Eastwood Academy is a secondary school in the Eastwood neighborhood of the East End, Houston, Texas, United States. The school is a member of the Houston Independent School District and is a school-of-choice for residents in the city of Houston.

Eastwood Academy has been an "exemplary" high school since 2008, and is rated by the Texas Education Agency and was nominated as a Blue Ribbon School in 2010 and received the award, officially, in 2011.

Eastwood Academy has been ranked number 3 in the Greater Houston area by Children at Risk, number 70 in the nation by The Washington Post, and number 22 in the nation by U.S. News .

History
Eastwood was built in 1954 as a Baptist Church before the Houston Independent School District bought the property and admitted the school as an internal charter in 2001. The  building was renovated and expanded for "re-adaptive" use for 175 students. The renovation included administrative offices, library, cafeteria, classrooms, science laboratories, computer laboratories and a multi-purpose room with a stage. The school was originally supposed to be a 9th grade school and feeder to the nearby Austin High School. After some consideration, the founders decided that the school would serve as a small-school alternative to Austin HS, Milby HS, and Chavez HS.
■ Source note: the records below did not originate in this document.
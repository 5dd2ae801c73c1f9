//! PostgreSQL implementation of UserRepository

use async_trait::async_trait;
use sqlx::PgPool;
use tracing::instrument;
use uuid::Uuid;

use account_core::traits::{RepoResult, UserRepository};
use account_core::{User, UserFlags};

use crate::models::UserModel;

use super::error::{map_db_error, map_unique_violation, user_not_found};

/// PostgreSQL implementation of UserRepository
#[derive(Clone)]
pub struct PgUserRepository {
    pool: PgPool,
}

impl PgUserRepository {
    /// Create a new PgUserRepository
    pub fn new(pool: PgPool) -> Self {
        Self { pool }
    }
}

#[async_trait]
impl UserRepository for PgUserRepository {
    #[instrument(skip(self))]
    async fn find_by_id(&self, id: Uuid) -> RepoResult<Option<User>> {
        let result = sqlx::query_as::<_, UserModel>(
            r"
            SELECT id, email, password_hash, is_deleted, is_banned, is_admin,
                   email_confirmed, last_update_from_user_id, created_at, updated_at
            FROM users
            WHERE id = $1
            ",
        )
        .bind(id)
        .fetch_optional(&self.pool)
        .await
        .map_err(map_db_error)?;

        Ok(result.map(User::from))
    }

    #[instrument(skip(self))]
    async fn find_by_email(&self, email: &str) -> RepoResult<Option<User>> {
        let result = sqlx::query_as::<_, UserModel>(
            r"
            SELECT id, email, password_hash, is_deleted, is_banned, is_admin,
                   email_confirmed, last_update_from_user_id, created_at, updated_at
            FROM users
            WHERE email = LOWER($1)
            ",
        )
        .bind(email)
        .fetch_optional(&self.pool)
        .await
        .map_err(map_db_error)?;

        Ok(result.map(User::from))
    }

    #[instrument(skip(self))]
    async fn email_exists(&self, email: &str) -> RepoResult<bool> {
        let result = sqlx::query_scalar::<_, bool>(
            r"
            SELECT EXISTS(SELECT 1 FROM users WHERE email = LOWER($1))
            ",
        )
        .bind(email)
        .fetch_one(&self.pool)
        .await
        .map_err(map_db_error)?;

        Ok(result)
    }

    #[instrument(skip(self, user))]
    async fn create(&self, user: &User) -> RepoResult<()> {
        sqlx::query(
            r"
            INSERT INTO users (id, email, password_hash, is_deleted, is_banned,
                               is_admin, email_confirmed, last_update_from_user_id,
                               created_at, updated_at)
            VALUES ($1, LOWER($2), $3, $4, $5, $6, $7, $8, $9, $10)
            ",
        )
        .bind(user.id)
        .bind(&user.email)
        .bind(&user.password_hash)
        .bind(user.is_deleted)
        .bind(user.is_banned)
        .bind(user.is_admin)
        .bind(user.email_confirmed)
        .bind(user.last_update_from_user_id)
        .bind(user.created_at)
        .bind(user.updated_at)
        .execute(&self.pool)
        .await
        .map_err(|e| map_unique_violation(e, || account_core::DomainError::EmailAlreadyExists))?;

        Ok(())
    }

    #[instrument(skip(self))]
    async fn update_flags(
        &self,
        id: Uuid,
        flags: UserFlags,
        updated_by: Option<Uuid>,
    ) -> RepoResult<()> {
        let result = sqlx::query(
            r"
            UPDATE users
            SET is_deleted = $2,
                is_banned = $3,
                is_admin = $4,
                email_confirmed = $5,
                last_update_from_user_id = $6,
                updated_at = NOW()
            WHERE id = $1
            ",
        )
        .bind(id)
        .bind(flags.is_deleted)
        .bind(flags.is_banned)
        .bind(flags.is_admin)
        .bind(flags.email_confirmed)
        .bind(updated_by)
        .execute(&self.pool)
        .await
        .map_err(map_db_error)?;

        if result.rows_affected() == 0 {
            return Err(user_not_found(id));
        }

        Ok(())
    }

    #[instrument(skip(self))]
    async fn delete(&self, id: Uuid) -> RepoResult<()> {
        let result = sqlx::query(
            r"
            DELETE FROM users WHERE id = $1
            ",
        )
        .bind(id)
        .execute(&self.pool)
        .await
        .map_err(map_db_error)?;

        if result.rows_affected() == 0 {
            return Err(user_not_found(id));
        }

        Ok(())
    }
}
Since then Eastwood Academy has admitted students from all around the Houston area; the majority enrolled are from nearby schools, some of which include Jackson Middle School, Edison Middle School, and Project Chrysalis Middle School, but others include Rice Middle, Lanier Vanguard, and TH Rogers Middle.  Project Chrysalis Middle School makes up 38% of the class of 2016. Students are required to apply since it is a charter school and are admitted based on their grade point averages, standardized test scores, teacher recommendations, and interviews (which are conducted by the faculty and administration.)

Eastwood Campus Expansion
As a part of the Houston Independent School District's 2007 bond, Eastwood Academy has expanded in the form of a new two-story wing attached to the original building. This new wing included two science classrooms, a lecture hall, and additional classrooms, which include a smart board.
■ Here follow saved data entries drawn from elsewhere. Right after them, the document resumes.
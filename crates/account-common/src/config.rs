//! Application configuration structs
//!
//! Loads configuration from environment variables (with optional `.env`).

use serde::Deserialize;
use std::env;

/// Main application configuration
#[derive(Debug, Clone, Deserialize)]
pub struct AppConfig {
    pub app: AppSettings,
    pub database: DatabaseConfig,
    pub queue: QueueConfig,
}

/// General application settings
#[derive(Debug, Clone, Deserialize)]
pub struct AppSettings {
    #[serde(default = "default_app_name")]
    pub name: String,
    #[serde(default = "default_env")]
    pub env: Environment,
}

/// Environment type
#[derive(Debug, Clone, Copy, PartialEq, Eq, Deserialize, Default)]
#[serde(rename_all = "lowercase")]
pub enum Environment {
    #[default]
    Development,
    Staging,
    Production,
}

impl Environment {
    #[must_use]
    pub fn is_production(&self) -> bool {
        matches!(self, Self::Production)
    }

    #[must_use]
    pub fn is_development(&self) -> bool {
        matches!(self, Self::Development)
    }
}

/// Database configuration
#[derive(Debug, Clone, Deserialize)]
pub struct DatabaseConfig {
    pub url: String,
    #[serde(default = "default_max_connections")]
    pub max_connections: u32,
    #[serde(default = "default_min_connections")]
    pub min_connections: u32,
}

/// Message queue configuration
#[derive(Debug, Clone, Deserialize)]
pub struct QueueConfig {
    /// Broker connection URL, chosen per deployment environment
    pub url: String,
    /// Name of the durable queue this instance publishes to
    #[serde(default = "default_queue_name")]
    pub queue_name: String,
    /// Capacity of the in-process publish buffer
    #[serde(default = "default_buffer_capacity")]
    pub buffer_capacity: usize,
    #[serde(default = "default_queue_max_connections")]
    pub max_connections: u32,
}

// Default value functions
fn default_app_name() -> String {
    "account-server".to_string()
}

fn default_env() -> Environment {
    Environment::Development
}

fn default_max_connections() -> u32 {
    20
}

fn default_min_connections() -> u32 {
    5
}

fn default_queue_name() -> String {
    "auth".to_string()
}

fn default_buffer_capacity() -> usize {
    1024
}

fn default_queue_max_connections() -> u32 {
    8
}

impl AppConfig {
    /// Load configuration from environment variables
    ///
    /// # Errors
    /// Returns an error if required environment variables are missing
    pub fn from_env() -> Result<Self, ConfigError> {
        // Load .env file if present (ignore errors if not found)
        let _ = dotenvy::dotenv();

        Ok(Self {
            app: AppSettings {
                name: env::var("APP_NAME").unwrap_or_else(|_| default_app_name()),
                env: env::var("APP_ENV")
                    .ok()
                    .and_then(|s| match s.to_lowercase().as_str() {
                        "production" => Some(Environment::Production),
                        "staging" => Some(Environment::Staging),
                        "development" => Some(Environment::Development),
                        _ => None,
                    })
                    .unwrap_or_default(),
            },
            database: DatabaseConfig {
                url: env::var("DATABASE_URL").map_err(|_| ConfigError::MissingVar("DATABASE_URL"))?,
                max_connections: env::var("DATABASE_MAX_CONNECTIONS")
                    .ok()
                    .and_then(|s| s.parse().ok())
                    .unwrap_or_else(default_max_connections),
                min_connections: env::var("DATABASE_MIN_CONNECTIONS")
                    .ok()
                    .and_then(|s| s.parse().ok())
                    .unwrap_or_else(default_min_connections),
            },
            queue: QueueConfig {
                url: env::var("QUEUE_URL").map_err(|_| ConfigError::MissingVar("QUEUE_URL"))?,
                queue_name: env::var("QUEUE_NAME").unwrap_or_else(|_| default_queue_name()),
                buffer_capacity: env::var("QUEUE_BUFFER_CAPACITY")
                    .ok()
                    .and_then(|s| s.parse().ok())
                    .unwrap_or_else(default_buffer_capacity),
                max_connections: env::var("QUEUE_MAX_CONNECTIONS")
                    .ok()
                    .and_then(|s| s.parse().ok())
                    .unwrap_or_else(default_queue_max_connections),
            },
        })
    }
}

/// Configuration errors
#[derive(Debug, thiserror::Error)]
pub enum ConfigError {
    #[error("Missing required environment variable: {0}")]
    MissingVar(&'static str),

    #[error("Invalid value for {0}: {1}")]
    InvalidValue(&'static str, String),
}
The school has completed its planning and building of the expansion of the  brand-new building as a part of the Houston Independent School District's 2012 bond. The new building completed construction in January 2018.

Student body
In 2006 most of the students were of Mexican and Central American ancestry, of low income backgrounds, and had parents who had immigrated to the United States shortly prior.

Academics
Eastwood Academy offers Advanced Placement courses and Dual-Credit courses (through the Houston Community College system).
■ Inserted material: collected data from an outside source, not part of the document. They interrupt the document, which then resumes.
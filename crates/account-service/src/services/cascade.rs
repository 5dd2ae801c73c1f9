//! Cascade coordinator
//!
//! Fans a user lifecycle transition out to every dependent collection and
//! hands the resulting change event to the queue publisher. Invoked
//! explicitly by the mutation service, not by a persistence-layer hook:
//! for a hard delete the coordinator runs before the primary row is
//! removed, so dependents are always processed first.
//!
//! Within one transition the adapters are applied in the fixed order
//! posts, comments, reports. A failing adapter is logged and counted but
//! neither rolls back prior updates nor aborts the remaining ones; the
//! cascade is best-effort, not transactional, and none of its failures are
//! surfaced to the caller of the triggering mutation.

use std::sync::atomic::{AtomicU64, Ordering};

use tracing::{debug, error, instrument};
use uuid::Uuid;

use account_core::traits::OwnedRecordRepository;
use account_core::{ChangeEvent, ChangeOp, OwnerPatch, User, UserFlags};

use super::context::ServiceContext;

/// Counters for swallowed cascade and publish failures
///
/// The cascade deliberately trades strict consistency for availability;
/// these counters are how that trade-off stays observable.
#[derive(Debug, Default)]
pub struct CascadeMetrics {
    adapter_failures: AtomicU64,
    publish_failures: AtomicU64,
}

impl CascadeMetrics {
    /// Dependent-collection operations that failed and were skipped over
    pub fn adapter_failures(&self) -> u64 {
        self.adapter_failures.load(Ordering::Relaxed)
    }

    /// Change events that could not be handed to the publisher
    pub fn publish_failures(&self) -> u64 {
        self.publish_failures.load(Ordering::Relaxed)
    }

    fn record_adapter_failure(&self) {
        self.adapter_failures.fetch_add(1, Ordering::Relaxed);
    }

    fn record_publish_failure(&self) {
        self.publish_failures.fetch_add(1, Ordering::Relaxed);
    }
}

/// Cascade coordinator
pub struct CascadeCoordinator<'a> {
    ctx: &'a ServiceContext,
}

impl<'a> CascadeCoordinator<'a> {
    /// Create a new CascadeCoordinator
    pub fn new(ctx: &'a ServiceContext) -> Self {
        Self { ctx }
    }

    /// Handle a hard delete of `user`
    ///
    /// Bulk-deletes every dependent record, then emits a `delete` change
    /// event carrying the user snapshot. The caller removes the primary
    /// row after this returns.
    #[instrument(skip(self, user), fields(user_id = %user.id))]
    pub async fn on_user_deleted(&self, user: &User) {
        let owner = user.id;

        self.delete_one("posts", self.ctx.post_repo(), owner).await;
        self.delete_one("comments", self.ctx.comment_repo(), owner).await;
        self.delete_one("reports", self.ctx.report_repo(), owner).await;

        self.emit(ChangeOp::Delete, user);
    }

    /// Handle a flag update on `user`, given the flags before the write
    ///
    /// Diffs the flag snapshots, applies the matching bulk patches, and
    /// emits the convention-labeled event: `update` for every flag change
    /// except un-delete, which reuses the `create` label (re-activation
    /// quirk). Unban and un-delete leave dependent records un-reverted by
    /// design; only the user's own flag flips back.
    #[instrument(skip(self, user), fields(user_id = %user.id))]
    pub async fn on_user_updated(&self, user: &User, previous: UserFlags) {
        let current = user.flags();

        if previous.soft_deleted(current) {
            self.apply_patch(user.id, &OwnerPatch::soft_delete()).await;
        }
        if previous.banned(current) {
            self.apply_patch(user.id, &OwnerPatch::ban()).await;
        }

        let op = if previous.undeleted(current) {
            ChangeOp::Create
        } else {
            ChangeOp::Update
        };
        self.emit(op, user);
    }

    /// Apply one patch across the three collections in fixed order
    async fn apply_patch(&self, owner: Uuid, patch: &OwnerPatch) {
        self.patch_one("posts", self.ctx.post_repo(), owner, patch).await;
        self.patch_one("comments", self.ctx.comment_repo(), owner, patch).await;
        self.patch_one("reports", self.ctx.report_repo(), owner, patch).await;
    }

    async fn patch_one<R>(&self, collection: &'static str, repo: &R, owner: Uuid, patch: &OwnerPatch)
    where
        R: OwnedRecordRepository + ?Sized,
    {
        match repo.bulk_update_by_owner(owner, patch).await {
            Ok(count) => {
                debug!(collection, owner_id = %owner, rows = count, "Cascade update applied");
            }
            Err(e) => {
                error!(collection, owner_id = %owner, error = %e, "Cascade update failed; continuing");
                self.ctx.cascade_metrics().record_adapter_failure();
            }
        }
    }

    async fn delete_one<R>(&self, collection: &'static str, repo: &R, owner: Uuid)
    where
        R: OwnedRecordRepository + ?Sized,
    {
        match repo.bulk_delete_by_owner(owner).await {
            Ok(count) => {
                debug!(collection, owner_id = %owner, rows = count, "Cascade delete applied");
            }
            Err(e) => {
                error!(collection, owner_id = %owner, error = %e, "Cascade delete failed; continuing");
                self.ctx.cascade_metrics().record_adapter_failure();
            }
        }
    }

    /// Emit one change event, fire-and-forget
    pub(crate) fn emit(&self, op: ChangeOp, user: &User) {
        let event = match ChangeEvent::for_entity(op, user) {
            Ok(event) => event,
            Err(e) => {
                error!(user_id = %user.id, error = %e, "Failed to build change event");
                self.ctx.cascade_metrics().record_publish_failure();
                return;
            }
        };

        if let Err(e) = self.ctx.publisher().publish(event) {
            error!(user_id = %user.id, operation = %op, error = %e, "Failed to enqueue change event");
            self.ctx.cascade_metrics().record_publish_failure();
        }
    }
}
Advanced Placement courses include: Statistics, Calculus AB/BC, Biology, Chemistry, Physics 1, Environmental Science, English Language and Composition, English Literature and Composition, Spanish Language and Culture, Spanish Literature and Culture, Human Geography, World History, U.S. History, European History, Art History, Studio Art, Computer Science A, U.S. Government and Politics, and Macroeconomics. Dual Credit courses include: English 1301 and 1302, Psychology 2301, Sociology 2301, Economics 2301, Government 2301, and Speech 1315. Along with these courses, students are encouraged to self-study or seek assistance for AP examinations not available as a class through the school (such as Comparative Government and Politics) or not being taken as a course by the student.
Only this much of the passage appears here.